RECORDS FOR THE EXERCISE
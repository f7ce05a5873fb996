// SPDX-License-Identifier: GPL-2.0
//
// This software may be used and distributed according to the terms of the
// GNU General Public License version 2.

//! Property tests for the run queue invariants: random, well-formed op
//! sequences must preserve tree membership, min_vruntime monotonicity,
//! the enqueue clamp, per-task vruntime monotonicity, and minimal-key
//! picking, at every observation point.

use std::collections::HashMap;

use proptest::prelude::*;

use enclave_cfs::alloc::TaskPool;
use enclave_cfs::rq::CfsRq;
use enclave_cfs::task::TaskState;
use enclave_core::{CpuId, TaskId, TimeNs};

const MIN_GRAN: TimeNs = 1_000_000;
const LATENCY: TimeNs = 6_000_000;

#[derive(Debug, Clone)]
enum Op {
    /// New task arrives with some prior vruntime.
    Spawn(u16),
    /// Wake one of the blocked tasks owned by this CPU.
    WakeOne(u8),
    /// The current task accrues vruntime (a commit returned).
    RunFor(u16),
    /// Message outcomes for the current task.
    BlockCurrent,
    YieldCurrent,
    RequestPreempt,
    DepartCurrent,
    /// A queued (non-current) task departs.
    DepartQueued(u8),
    Pick,
}

fn op_strategy() -> impl Strategy<Value = Op> {
    prop_oneof![
        (0u16..10_000).prop_map(Op::Spawn),
        (0u8..8).prop_map(Op::WakeOne),
        (1u16..5_000).prop_map(Op::RunFor),
        Just(Op::BlockCurrent),
        Just(Op::YieldCurrent),
        Just(Op::RequestPreempt),
        Just(Op::DepartCurrent),
        (0u8..8).prop_map(Op::DepartQueued),
        Just(Op::Pick),
    ]
}

fn records(rq: &CfsRq) -> Vec<(TaskId, TaskState, TimeNs)> {
    let mut out = Vec::new();
    rq.for_each_record(|t| out.push((t.id, t.state.get(), t.vruntime)));
    out
}

/// Invariants that must hold at every observation point.
fn check_invariants(rq: &CfsRq, last_min: &mut TimeNs, last_vr: &mut HashMap<TaskId, TimeNs>) {
    assert!(
        rq.min_vruntime() >= *last_min,
        "min_vruntime went backwards: {} -> {}",
        last_min,
        rq.min_vruntime()
    );
    *last_min = rq.min_vruntime();

    for (id, state, vruntime) in records(rq) {
        let prev = last_vr.entry(id).or_insert(vruntime);
        assert!(vruntime >= *prev, "{id}: vruntime went backwards");
        *prev = vruntime;

        let in_tree = rq.in_tree(id);
        let should_be = state == TaskState::Runnable && rq.current() != Some(id);
        assert_eq!(
            in_tree, should_be,
            "{id}: state {state:?} current={:?} in_tree={in_tree}",
            rq.current()
        );
    }
}

fn spawn(rq: &mut CfsRq, pool: &TaskPool, id: TaskId, vruntime: TimeNs) -> TimeNs {
    assert!(pool.allocate(id, 1));
    let mut task = pool.take_for_migration(id, CpuId(0)).unwrap();
    task.cpu = 0;
    task.vruntime = vruntime;
    let min_before = rq.min_vruntime();
    rq.insert_record(task);
    rq.enqueue(id);
    min_before
}

proptest! {
    #[test]
    fn rq_invariants_hold(ops in proptest::collection::vec(op_strategy(), 1..200)) {
        let pool = TaskPool::new();
        let mut rq = CfsRq::new(CpuId(0), MIN_GRAN, LATENCY);
        let mut next_id = 1u64;
        let mut last_min: TimeNs = 0;
        let mut last_vr: HashMap<TaskId, TimeNs> = HashMap::new();

        for op in ops {
            match op {
                Op::Spawn(seed) => {
                    let id = TaskId(next_id);
                    next_id += 1;
                    let min_before = spawn(&mut rq, &pool, id, seed as TimeNs * 1_000);
                    // The clamp: never enqueued below the queue's present.
                    prop_assert!(rq.task(id).unwrap().vruntime >= min_before);
                }
                Op::WakeOne(i) => {
                    let blocked: Vec<TaskId> = records(&rq)
                        .into_iter()
                        .filter(|&(id, state, _)| {
                            state == TaskState::Blocked && rq.current() != Some(id)
                        })
                        .map(|(id, _, _)| id)
                        .collect();
                    if !blocked.is_empty() {
                        rq.enqueue(blocked[i as usize % blocked.len()]);
                    }
                }
                Op::RunFor(d) => {
                    if let Some(curr) = rq.current() {
                        if rq.task(curr).unwrap().state.get() == TaskState::Running {
                            rq.task_mut(curr).unwrap().vruntime += d as TimeNs * 1_000;
                        }
                    }
                }
                Op::BlockCurrent => {
                    if let Some(curr) = rq.current() {
                        if rq.task(curr).unwrap().state.get() == TaskState::Running {
                            rq.task_mut(curr).unwrap().state.set(curr, TaskState::Blocked);
                        }
                    }
                }
                Op::YieldCurrent => {
                    if let Some(curr) = rq.current() {
                        if rq.task(curr).unwrap().state.get() == TaskState::Running {
                            rq.task_mut(curr).unwrap().state.set(curr, TaskState::Runnable);
                        }
                    }
                }
                Op::RequestPreempt => {
                    if rq.current().is_some() {
                        rq.set_preempt_curr();
                    }
                }
                Op::DepartCurrent => {
                    if let Some(curr) = rq.current() {
                        rq.task_mut(curr).unwrap().state.set(curr, TaskState::Done);
                    }
                }
                Op::DepartQueued(i) => {
                    let queued: Vec<TaskId> = records(&rq)
                        .into_iter()
                        .filter(|&(id, _, _)| rq.in_tree(id))
                        .map(|(id, _, _)| id)
                        .collect();
                    if !queued.is_empty() {
                        let id = queued[i as usize % queued.len()];
                        rq.task_mut(id).unwrap().state.set(id, TaskState::Done);
                        rq.erase(id);
                        rq.free(id, &pool);
                        rq.update_min_vruntime();
                        last_vr.remove(&id);
                    }
                }
                Op::Pick => {
                    // Predict the outcome before picking.
                    let prev = rq.current();
                    let prev_state = prev.map(|p| rq.task(p).unwrap().state.get());
                    let fast_path =
                        prev_state == Some(TaskState::Running) && !rq.preempt_curr();

                    let mut candidates: Vec<(TimeNs, TaskId)> = records(&rq)
                        .into_iter()
                        .filter(|&(id, _, _)| rq.in_tree(id))
                        .map(|(id, _, vr)| (vr, id))
                        .collect();
                    // A runnable or preempted prev goes back on the
                    // timeline before the pick.
                    if let (Some(p), Some(state)) = (prev, prev_state) {
                        if state == TaskState::Runnable || state == TaskState::Running {
                            candidates.push((rq.task(p).unwrap().vruntime, p));
                        }
                    }
                    candidates.sort();

                    let picked = rq.pick_next(&pool, |_| 0);
                    if fast_path {
                        prop_assert_eq!(picked, prev, "fast path must keep current");
                    } else {
                        let expected = candidates.first().map(|&(_, id)| id);
                        prop_assert_eq!(picked, expected, "pick is not the minimal key");
                        if let (Some(p), Some(TaskState::Done)) = (prev, prev_state) {
                            prop_assert!(rq.task(p).is_none(), "done prev not freed");
                            last_vr.remove(&p);
                        }
                    }
                }
            }
            check_invariants(&rq, &mut last_min, &mut last_vr);
        }
    }

    /// The preemption slice honors both bounds: never below the
    /// granularity floor, and meeting the latency target whenever the
    /// floor allows it.
    #[test]
    fn slice_bounds_hold(
        nr_queued in 0usize..32,
        min_gran in 100_000u64..5_000_000,
        latency in 1_000_000u64..30_000_000,
    ) {
        let pool = TaskPool::new();
        let mut rq = CfsRq::new(CpuId(0), min_gran, latency);
        for i in 0..nr_queued {
            spawn(&mut rq, &pool, TaskId(i as u64 + 1), 0);
        }
        let n = (nr_queued + 1) as u64;
        let slice = rq.preemption_granularity();
        prop_assert!(slice >= min_gran);
        if n * min_gran <= latency {
            prop_assert!(n * slice >= latency);
        }
    }
}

WORK TASK
Take the material above and return all of it exactly.

SOLUTION TO THE EXERCISE
repository f7ce05a5873fb996
// SPDX-License-Identifier: GPL-2.0
//
// This software may be used and distributed according to the terms of the
// GNU General Public License version 2.

//! Property tests for the run queue invariants: random, well-formed op
//! sequences must preserve tree membership, min_vruntime monotonicity,
//! the enqueue clamp, per-task vruntime monotonicity, and minimal-key
//! picking, at every observation point.

use std::collections::HashMap;

use proptest::prelude::*;

use enclave_cfs::alloc::TaskPool;
use enclave_cfs::rq::CfsRq;
use enclave_cfs::task::TaskState;
use enclave_core::{CpuId, TaskId, TimeNs};

const MIN_GRAN: TimeNs = 1_000_000;
const LATENCY: TimeNs = 6_000_000;

#[derive(Debug, Clone)]
enum Op {
    /// New task arrives with some prior vruntime.
    Spawn(u16),
    /// Wake one of the blocked tasks owned by this CPU.
    WakeOne(u8),
    /// The current task accrues vruntime (a commit returned).
    RunFor(u16),
    /// Message outcomes for the current task.
    BlockCurrent,
    YieldCurrent,
    RequestPreempt,
    DepartCurrent,
    /// A queued (non-current) task departs.
    DepartQueued(u8),
    Pick,
}

fn op_strategy() -> impl Strategy<Value = Op> {
    prop_oneof![
        (0u16..10_000).prop_map(Op::Spawn),
        (0u8..8).prop_map(Op::WakeOne),
        (1u16..5_000).prop_map(Op::RunFor),
        Just(Op::BlockCurrent),
        Just(Op::YieldCurrent),
        Just(Op::RequestPreempt),
        Just(Op::DepartCurrent),
        (0u8..8).prop_map(Op::DepartQueued),
        Just(Op::Pick),
    ]
}

fn records(rq: &CfsRq) -> Vec<(TaskId, TaskState, TimeNs)> {
    let mut out = Vec::new();
    rq.for_each_record(|t| out.push((t.id, t.state.get(), t.vruntime)));
    out
}

/// Invariants that must hold at every observation point.
fn check_invariants(rq: &CfsRq, last_min: &mut TimeNs, last_vr: &mut HashMap<TaskId, TimeNs>) {
    assert!(
        rq.min_vruntime() >= *last_min,
        "min_vruntime went backwards: {} -> {}",
        last_min,
        rq.min_vruntime()
    );
    *last_min = rq.min_vruntime();

    for (id, state, vruntime) in records(rq) {
        let prev = last_vr.entry(id).or_insert(vruntime);
        assert!(vruntime >= *prev, "{id}: vruntime went backwards");
        *prev = vruntime;

        let in_tree = rq.in_tree(id);
        let should_be = state == TaskState::Runnable && rq.current() != Some(id);
        assert_eq!(
            in_tree, should_be,
            "{id}: state {state:?} current={:?} in_tree={in_tree}",
            rq.current()
        );
    }
}

fn spawn(rq: &mut CfsRq, pool: &TaskPool, id: TaskId, vruntime: TimeNs) -> TimeNs {
    assert!(pool.allocate(id, 1));
    let mut task = pool.take_for_migration(id, CpuId(0)).unwrap();
    task.cpu = 0;
    task.vruntime = vruntime;
    let min_before = rq.min_vruntime();
    rq.insert_record(task);
    rq.enqueue(id);
    min_before
}

proptest! {
    #[test]
    fn rq_invariants_hold(ops in proptest::collection::vec(op_strategy(), 1..200)) {
        let pool = TaskPool::new();
        let mut rq = CfsRq::new(CpuId(0), MIN_GRAN, LATENCY);
        let mut next_id = 1u64;
        let mut last_min: TimeNs = 0;
        let mut last_vr: HashMap<TaskId, TimeNs> = HashMap::new();

        for op in ops {
            match op {
                Op::Spawn(seed) => {
                    let id = TaskId(next_id);
                    next_id += 1;
                    let min_before = spawn(&mut rq, &pool, id, seed as TimeNs * 1_000);
                    // The clamp: never enqueued below the queue's present.
                    prop_assert!(rq.task(id).unwrap().vruntime >= min_before);
                }
                Op::WakeOne(i) => {
                    let blocked: Vec<TaskId> = records(&rq)
                        .into_iter()
                        .filter(|&(id, state, _)| {
                            state == TaskState::Blocked && rq.current() != Some(id)
                        })
                        .map(|(id, _, _)| id)
                        .collect();
                    if !blocked.is_empty() {
                        rq.enqueue(blocked[i as usize % blocked.len()]);
                    }
                }
                Op::RunFor(d) => {
                    if let Some(curr) = rq.current() {
                        if rq.task(curr).unwrap().state.get() == TaskState::Running {
                            rq.task_mut(curr).unwrap().vruntime += d as TimeNs * 1_000;
                        }
                    }
                }
                Op::BlockCurrent => {
                    if let Some(curr) = rq.current() {
                        if rq.task(curr).unwrap().state.get() == TaskState::Running {
                            rq.task_mut(curr).unwrap().state.set(curr, TaskState::Blocked);
                        }
                    }
                }
                Op::YieldCurrent => {
                    if let Some(curr) = rq.current() {
                        if rq.task(curr).unwrap().state.get() == TaskState::Running {
                            rq.task_mut(curr).unwrap().state.set(curr, TaskState::Runnable);
                        }
                    }
                }
                Op::RequestPreempt => {
                    if rq.current().is_some() {
                        rq.set_preempt_curr();
                    }
                }
                Op::DepartCurrent => {
                    if let Some(curr) = rq.current() {
                        rq.task_mut(curr).unwrap().state.set(curr, TaskState::Done);
                    }
                }
                Op::DepartQueued(i) => {
                    let queued: Vec<TaskId> = records(&rq)
                        .into_iter()
                        .filter(|&(id, _, _)| rq.in_tree(id))
                        .map(|(id, _, _)| id)
                        .collect();
                    if !queued.is_empty() {
                        let id = queued[i as usize % queued.len()];
                        rq.task_mut(id).unwrap().state.set(id, TaskState::Done);
                        rq.erase(id);
                        rq.free(id, &pool);
                        rq.update_min_vruntime();
                        last_vr.remove(&id);
                    }
                }
                Op::Pick => {
                    // Predict the outcome before picking.
                    let prev = rq.current();
                    let prev_state = prev.map(|p| rq.task(p).unwrap().state.get());
                    let fast_path =
                        prev_state == Some(TaskState::Running) && !rq.preempt_curr();

                    let mut candidates: Vec<(TimeNs, TaskId)> = records(&rq)
                        .into_iter()
                        .filter(|&(id, _, _)| rq.in_tree(id))
                        .map(|(id, _, vr)| (vr, id))
                        .collect();
                    // A runnable or preempted prev goes back on the
                    // timeline before the pick.
                    if let (Some(p), Some(state)) = (prev, prev_state) {
                        if state == TaskState::Runnable || state == TaskState::Running {
                            candidates.push((rq.task(p).unwrap().vruntime, p));
                        }
                    }
                    candidates.sort();

                    let picked = rq.pick_next(&pool, |_| 0);
                    if fast_path {
                        prop_assert_eq!(picked, prev, "fast path must keep current");
                    } else {
                        let expected = candidates.first().map(|&(_, id)| id);
                        prop_assert_eq!(picked, expected, "pick is not the minimal key");
                        if let (Some(p), Some(TaskState::Done)) = (prev, prev_state) {
                            prop_assert!(rq.task(p).is_none(), "done prev not freed");
                            last_vr.remove(&p);
                        }
                    }
                }
            }
            check_invariants(&rq, &mut last_min, &mut last_vr);
        }
    }

    /// The preemption slice honors both bounds: never below the
    /// granularity floor, and meeting the latency target whenever the
    /// floor allows it.
    #[test]
    fn slice_bounds_hold(
        nr_queued in 0usize..32,
        min_gran in 100_000u64..5_000_000,
        latency in 1_000_000u64..30_000_000,
    ) {
        let pool = TaskPool::new();
        let mut rq = CfsRq::new(CpuId(0), min_gran, latency);
        for i in 0..nr_queued {
            spawn(&mut rq, &pool, TaskId(i as u64 + 1), 0);
        }
        let n = (nr_queued + 1) as u64;
        let slice = rq.preemption_granularity();
        prop_assert!(slice >= min_gran);
        if n * min_gran <= latency {
            prop_assert!(n * slice >= latency);
        }
    }
}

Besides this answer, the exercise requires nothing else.